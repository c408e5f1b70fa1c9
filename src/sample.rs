//! # Glucose Samples
//!
//! Sensor readings as delivered by a data source, plus the slice helpers the
//! timeline needs: ordering by date and the change between the two most
//! recent readings.
//!
//! ## Dates in TOML
//! `date` accepts either a quoted RFC 3339 string
//! (`date = "2024-01-01T12:00:00Z"`) or a native TOML datetime
//! (`date = 2024-01-01T12:00:00Z`). Datetimes without an offset are read as UTC.

use crate::units::GlucoseDisplayUnits;
use chrono::{DateTime, NaiveDateTime, Utc};
use serde::{Deserialize, Deserializer, Serialize};

/// Direction reported by the CGM alongside a reading
#[derive(Debug, Clone, Copy, PartialEq, Eq, Serialize, Deserialize)]
#[serde(rename_all = "snake_case")]
pub enum GlucoseTrend {
    UpUpUp,
    UpUp,
    Up,
    Flat,
    Down,
    DownDown,
    DownDownDown,
}

impl GlucoseTrend {
    pub fn arrow(&self) -> &'static str {
        match self {
            GlucoseTrend::UpUpUp => "⇈",
            GlucoseTrend::UpUp => "↑",
            GlucoseTrend::Up => "↗",
            GlucoseTrend::Flat => "→",
            GlucoseTrend::Down => "↘",
            GlucoseTrend::DownDown => "↓",
            GlucoseTrend::DownDownDown => "⇊",
        }
    }
}

/// A single glucose reading. `quantity` is always mg/dL.
#[derive(Debug, Clone, PartialEq, Serialize, Deserialize)]
pub struct GlucoseSample {
    #[serde(deserialize_with = "deserialize_date")]
    pub date: DateTime<Utc>,
    pub quantity: f64,
    #[serde(default)]
    pub trend: Option<GlucoseTrend>,
    #[serde(default)]
    pub is_display_only: bool,
    #[serde(default)]
    pub was_user_entered: bool,
    pub sync_identifier: String,
}

impl GlucoseSample {
    pub fn new(date: DateTime<Utc>, quantity: f64, sync_identifier: impl Into<String>) -> Self {
        Self {
            date,
            quantity,
            trend: None,
            is_display_only: false,
            was_user_entered: false,
            sync_identifier: sync_identifier.into(),
        }
    }

    pub fn with_trend(mut self, trend: GlucoseTrend) -> Self {
        self.trend = Some(trend);
        self
    }

    /// Value converted to `units`, unrounded
    pub fn converted_value(&self, units: GlucoseDisplayUnits) -> f64 {
        units.convert(self.quantity)
    }

    /// Value as the user sees it in `units`
    pub fn presentable_user_value(&self, units: GlucoseDisplayUnits) -> f64 {
        units.presentable_value(self.quantity)
    }
}

pub trait SampleSliceExt {
    /// Change between the two most recent samples, converted to `units`.
    ///
    /// Expects ascending order. `None` with fewer than two samples.
    fn last_glucose_change(&self, units: GlucoseDisplayUnits) -> Option<f64>;
}

impl SampleSliceExt for [GlucoseSample] {
    fn last_glucose_change(&self, units: GlucoseDisplayUnits) -> Option<f64> {
        match self {
            [.., previous, latest] => {
                Some(latest.converted_value(units) - previous.converted_value(units))
            }
            _ => None,
        }
    }
}

fn parse_date(text: &str) -> Option<DateTime<Utc>> {
    DateTime::parse_from_rfc3339(text)
        .map(|date| date.with_timezone(&Utc))
        .ok()
        .or_else(|| {
            NaiveDateTime::parse_from_str(text, "%Y-%m-%dT%H:%M:%S%.f")
                .ok()
                .map(|naive| naive.and_utc())
        })
}

fn deserialize_date<'de, D>(deserializer: D) -> Result<DateTime<Utc>, D::Error>
where
    D: Deserializer<'de>,
{
    let text = match toml::Value::deserialize(deserializer)? {
        toml::Value::String(text) => text,
        toml::Value::Datetime(datetime) => datetime.to_string(),
        other => {
            return Err(serde::de::Error::custom(format!(
                "expected a date, found {}",
                other.type_str()
            )))
        }
    };

    parse_date(&text)
        .ok_or_else(|| serde::de::Error::custom(format!("invalid sample date: {}", text)))
}

/// Sort samples oldest first. Stable, so equal dates keep source order.
pub fn sorted_by_date(mut samples: Vec<GlucoseSample>) -> Vec<GlucoseSample> {
    samples.sort_by(|a, b| a.date.cmp(&b.date));
    samples
}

### What is required
Copy every entry exactly.

### Solution for this exercise
repository c408e5f1b70fa1c9
filename src/sample.rs
//! # Glucose Samples
//!
//! Sensor readings as delivered by a data source, plus the slice helpers the
//! timeline needs: ordering by date and the change between the two most
//! recent readings.
//!
//! ## Dates in TOML
//! `date` accepts either a quoted RFC 3339 string
//! (`date = "2024-01-01T12:00:00Z"`) or a native TOML datetime
//! (`date = 2024-01-01T12:00:00Z`). Datetimes without an offset are read as UTC.

use crate::units::GlucoseDisplayUnits;
use chrono::{DateTime, NaiveDateTime, Utc};
use serde::{Deserialize, Deserializer, Serialize};

/// Direction reported by the CGM alongside a reading
#[derive(Debug, Clone, Copy, PartialEq, Eq, Serialize, Deserialize)]
#[serde(rename_all = "snake_case")]
pub enum GlucoseTrend {
    UpUpUp,
    UpUp,
    Up,
    Flat,
    Down,
    DownDown,
    DownDownDown,
}

impl GlucoseTrend {
    pub fn arrow(&self) -> &'static str {
        match self {
            GlucoseTrend::UpUpUp => "⇈",
            GlucoseTrend::UpUp => "↑",
            GlucoseTrend::Up => "↗",
            GlucoseTrend::Flat => "→",
            GlucoseTrend::Down => "↘",
            GlucoseTrend::DownDown => "↓",
            GlucoseTrend::DownDownDown => "⇊",
        }
    }
}

/// A single glucose reading. `quantity` is always mg/dL.
#[derive(Debug, Clone, PartialEq, Serialize, Deserialize)]
pub struct GlucoseSample {
    #[serde(deserialize_with = "deserialize_date")]
    pub date: DateTime<Utc>,
    pub quantity: f64,
    #[serde(default)]
    pub trend: Option<GlucoseTrend>,
    #[serde(default)]
    pub is_display_only: bool,
    #[serde(default)]
    pub was_user_entered: bool,
    pub sync_identifier: String,
}

impl GlucoseSample {
    pub fn new(date: DateTime<Utc>, quantity: f64, sync_identifier: impl Into<String>) -> Self {
        Self {
            date,
            quantity,
            trend: None,
            is_display_only: false,
            was_user_entered: false,
            sync_identifier: sync_identifier.into(),
        }
    }

    pub fn with_trend(mut self, trend: GlucoseTrend) -> Self {
        self.trend = Some(trend);
        self
    }

    /// Value converted to `units`, unrounded
    pub fn converted_value(&self, units: GlucoseDisplayUnits) -> f64 {
        units.convert(self.quantity)
    }

    /// Value as the user sees it in `units`
    pub fn presentable_user_value(&self, units: GlucoseDisplayUnits) -> f64 {
        units.presentable_value(self.quantity)
    }
}

pub trait SampleSliceExt {
    /// Change between the two most recent samples, converted to `units`.
    ///
    /// Expects ascending order. `None` with fewer than two samples.
    fn last_glucose_change(&self, units: GlucoseDisplayUnits) -> Option<f64>;
}

impl SampleSliceExt for [GlucoseSample] {
    fn last_glucose_change(&self, units: GlucoseDisplayUnits) -> Option<f64> {
        match self {
            [.., previous, latest] => {
                Some(latest.converted_value(units) - previous.converted_value(units))
            }
            _ => None,
        }
    }
}

fn parse_date(text: &str) -> Option<DateTime<Utc>> {
    DateTime::parse_from_rfc3339(text)
        .map(|date| date.with_timezone(&Utc))
        .ok()
        .or_else(|| {
            NaiveDateTime::parse_from_str(text, "%Y-%m-%dT%H:%M:%S%.f")
                .ok()
                .map(|naive| naive.and_utc())
        })
}

fn deserialize_date<'de, D>(deserializer: D) -> Result<DateTime<Utc>, D::Error>
where
    D: Deserializer<'de>,
{
    let text = match toml::Value::deserialize(deserializer)? {
        toml::Value::String(text) => text,
        toml::Value::Datetime(datetime) => datetime.to_string(),
        other => {
            return Err(serde::de::Error::custom(format!(
                "expected a date, found {}",
                other.type_str()
            )))
        }
    };

    parse_date(&text)
        .ok_or_else(|| serde::de::Error::custom(format!("invalid sample date: {}", text)))
}

/// Sort samples oldest first. Stable, so equal dates keep source order.
pub fn sorted_by_date(mut samples: Vec<GlucoseSample>) -> Vec<GlucoseSample> {
    samples.sort_by(|a, b| a.date.cmp(&b.date));
    samples
}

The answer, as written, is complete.